Это, пожалуй, одна из самых красивых сцен повести. Рыба выходит за пределы стихии, в которой ей положено существовать. Рыба становится немного птицей. Иногда она залетает слишком далеко. И умирает. Но из её смерти не следует, что ей не следовало летать. На вопрос «зачем?» Кайро не предлагает причинного объяснения: «Чисто для кайфу». И делают радугу.

К 1994 году радуга уже много лет была международным символом гей-движения. Можно ли доказать, что Козлова именно это имела в виду?

Нет!

Но в повести о любви двух мужчин рыба, нарушающая собственную классификацию, летит, иногда погибает и при этом «делает радугу» — совпадение такого рода, которое после прочтения уже невозможно сделать непрочитанным.

Тем более, что Ленка позже объяснит историю Гошки и Льва: «каким-то чудом встретились два человека, которым просто по судьбе... ни в коем случае нельзя было встречаться».

Не потому, что два мужчины. Летучая рыба погибла не потому, что рыбам нравственно запрещено летать.

Птицы, рыбы и систематика

В Средиземном море рассказчик видит летучих рыб.

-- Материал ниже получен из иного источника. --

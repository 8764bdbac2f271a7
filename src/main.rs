#![deny(unused_variables)]
#![deny(dead_code)]
#![deny(unused_imports)]

use clap::{CommandFactory, Parser, Subcommand};
use ipca::ipca::main::{RunSummary, run};
use ipca::ipca::{Partition, RunConfig};
use std::error::Error;
use std::path::PathBuf;
use std::process;

#[derive(Parser)]
#[command(
    name = "ipca",
    about = "Streaming incremental PCA with a row-distributed basis",
    long_about = "Fits an exact rank-q PCA over observations streamed in column blocks, \
                 with the basis rows spread across a group of in-process workers."
)]
struct Cli {
    #[command(subcommand)]
    command: Option<Commands>,
}

#[derive(Subcommand)]
enum Commands {
    /// Run a streaming fit described by a TOML file
    #[command(about = "Fit incremental PCA (outputs: basis.csv, spectrum.csv, moments.csv, timings.csv)")]
    Run {
        /// Path to the TOML run configuration
        #[arg(long, value_name = "FILE")]
        config: PathBuf,

        /// Override the number of workers from the configuration
        #[arg(long, value_name = "N")]
        workers: Option<usize>,
    },

    /// Print which feature rows each worker owns
    #[command(about = "Show the feature partition for a worker count")]
    Partition {
        /// Feature dimension d
        #[arg(long, value_name = "D")]
        features: usize,

        /// Number of workers
        #[arg(long, value_name = "N")]
        workers: usize,
    },
}

fn main() {
    env_logger::Builder::from_env(env_logger::Env::default().default_filter_or("info")).init();

    let cli = Cli::parse();
    let result = match cli.command {
        Some(Commands::Run { config, workers }) => run_fit(config, workers),
        Some(Commands::Partition { features, workers }) => show_partition(features, workers),
        None => Cli::command()
            .print_help()
            .map(|()| println!())
            .map_err(Box::<dyn Error>::from),
    };

    if let Err(e) = result {
        eprintln!("Error: {e}");
        process::exit(1);
    }
}

fn run_fit(config_path: PathBuf, workers: Option<usize>) -> Result<(), Box<dyn Error>> {
    let mut config = RunConfig::load(&config_path)?;
    if let Some(workers) = workers {
        config.run.workers = workers;
    }
    let summary = run(&config)?;
    print_summary(&summary);
    Ok(())
}

fn print_summary(summary: &RunSummary) {
    println!(
        "Fitted {} components from {} observations ({} blocks) in {:.3}s",
        summary.n_components,
        summary.n_observations,
        summary.n_blocks,
        summary.elapsed.as_secs_f64()
    );
    for (k, (s, ratio)) in summary
        .singular_values
        .iter()
        .zip(&summary.explained_variance_ratio)
        .enumerate()
    {
        println!(
            "  pc{:<3} singular value {:>14.6e}  explained {:>7.3}%",
            k + 1,
            s,
            ratio * 100.0
        );
    }
    println!("Outputs written to {}", summary.output_dir.display());
}

fn show_partition(features: usize, workers: usize) -> Result<(), Box<dyn Error>> {
    let partition = Partition::new(features, workers)?;
    print!("{partition}");
    Ok(())
}
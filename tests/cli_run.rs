use std::fs;
use std::process::Command;

use ipca::ipca::RunConfig;
use tempfile::tempdir;

const RUN_FILE: &str = r#"
[model]
features = 8
components = 2
block_width = 4

[run]
workers = 3
output_dir = "fit"
initialize = true

[data]
kind = "csv"
path = "observations.csv"
"#;

fn write_observations(dir: &std::path::Path) {
    let mut rows = String::new();
    for j in 0..20 {
        let fields: Vec<String> = (0..8)
            .map(|i| format!("{:.3}", ((i * 7 + j * 3) % 11) as f64 * 0.5 + i as f64))
            .collect();
        rows.push_str(&fields.join(","));
        rows.push('\n');
    }
    fs::write(dir.join("observations.csv"), rows).expect("write observations");
}

#[test]
fn run_subcommand_writes_outputs_into_the_configured_directory() {
    let tmp = tempdir().expect("temporary directory");
    write_observations(tmp.path());
    let config_path = tmp.path().join("run.toml");
    fs::write(&config_path, RUN_FILE).expect("write run file");

    let exe = env!("CARGO_BIN_EXE_ipca");
    let output = Command::new(exe)
        .current_dir(tmp.path())
        .args(["run", "--config", "run.toml", "--workers", "2"])
        .output()
        .expect("run ipca cli");

    assert!(output.status.success(), "CLI failed: {output:?}");
    let stdout = String::from_utf8_lossy(&output.stdout);
    assert!(stdout.contains("Fitted 2 components from 20 observations"));

    let fit = tmp.path().join("fit");
    for name in ["basis.csv", "spectrum.csv", "moments.csv", "timings.csv"] {
        assert!(fit.join(name).exists(), "{name} missing");
    }
    let copied = RunConfig::load(&fit.join("run.toml")).expect("copied config");
    assert_eq!(copied.run.workers, 2);

    let moments = fs::read_to_string(fit.join("moments.csv")).expect("moments");
    assert_eq!(moments.lines().count(), 9);
}

#[test]
fn invalid_configuration_exits_with_failure() {
    let tmp = tempdir().expect("temporary directory");
    let broken = RUN_FILE.replace("components = 2", "components = 9");
    fs::write(tmp.path().join("run.toml"), broken).expect("write run file");

    let status = Command::new(env!("CARGO_BIN_EXE_ipca"))
        .current_dir(tmp.path())
        .args(["run", "--config", "run.toml"])
        .status()
        .expect("run ipca cli");
    assert_eq!(status.code(), Some(1));
}

#[test]
fn partition_subcommand_lists_every_rank() {
    let output = Command::new(env!("CARGO_BIN_EXE_ipca"))
        .args(["partition", "--features", "10", "--workers", "4"])
        .output()
        .expect("run ipca cli");

    assert!(output.status.success());
    let stdout = String::from_utf8_lossy(&output.stdout);
    assert!(stdout.starts_with("10 features over 4 workers"));
    assert_eq!(stdout.lines().count(), 5);
}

Само слово «рыба» в уже порядком христианизированном тексте небезопасно: греческое ἰχθύς — один из древнейших христианских знаков, Ἰησοῦς Χριστὸς Θεοῦ Υἱὸς Σωτήρ. Но перед нами всё-таки повесть биологов. Поэтому пусть рыба пока останется рыбой.

Только вот ведёт она себя неправильно. Она летает. А потом смерть на палубе «чисто для кайфу», радуга.

У входа в Сад человек был «как птица». Теперь на пути к Земле обетованной рыба становится почти птицей.

Гошка оказывается растением.

Рассказчик — отражением и тенью другого человека. Его родили на место умершего Гошки. А на «Европу» он попадает на место другого отсутствующего человека — спившегося и выгнанного второго помощника. Он вообще движется по повести, занимая чьи-то освободившиеся места.

Может быть, главный биологический анекдот Arboretum состоит в том, что повесть, населённая биологами, всё время отказывается признавать устойчивость классификаций.

Но, может быть, мы всё время задаём неправильный вопрос?

Рыба — это то, что плавает? Но ведь иногда летает.

Человек жив, пока его сердце бьётся? Вот Лев после смерти Гошки физиологически жив, а рассказчик говорит о его смерти.

Гошка физиологически мёртв, но через двадцать лет продолжает определять жизнь всех остальных.

Что тогда вообще значит «живой»?

Исследователи жизни

Это тем более странный вопрос, что почти все учёные в повести профессионально заняты жизнью.

Ботаники. Цитогенетики. Микробиологи. Биохимики почв. Исследователи адвентивной флоры.

Вся научная среда Arboretum классифицирует, описывает и изучает живое. Именно повесть о биологах последовательно показывает, что биологическое существование и жизнь — не одно и то же.

Гошка мёртв — и существует. Лев жив — и мёртв. Сад — научное учреждение и одновременно живой мир, который рождается и погибает.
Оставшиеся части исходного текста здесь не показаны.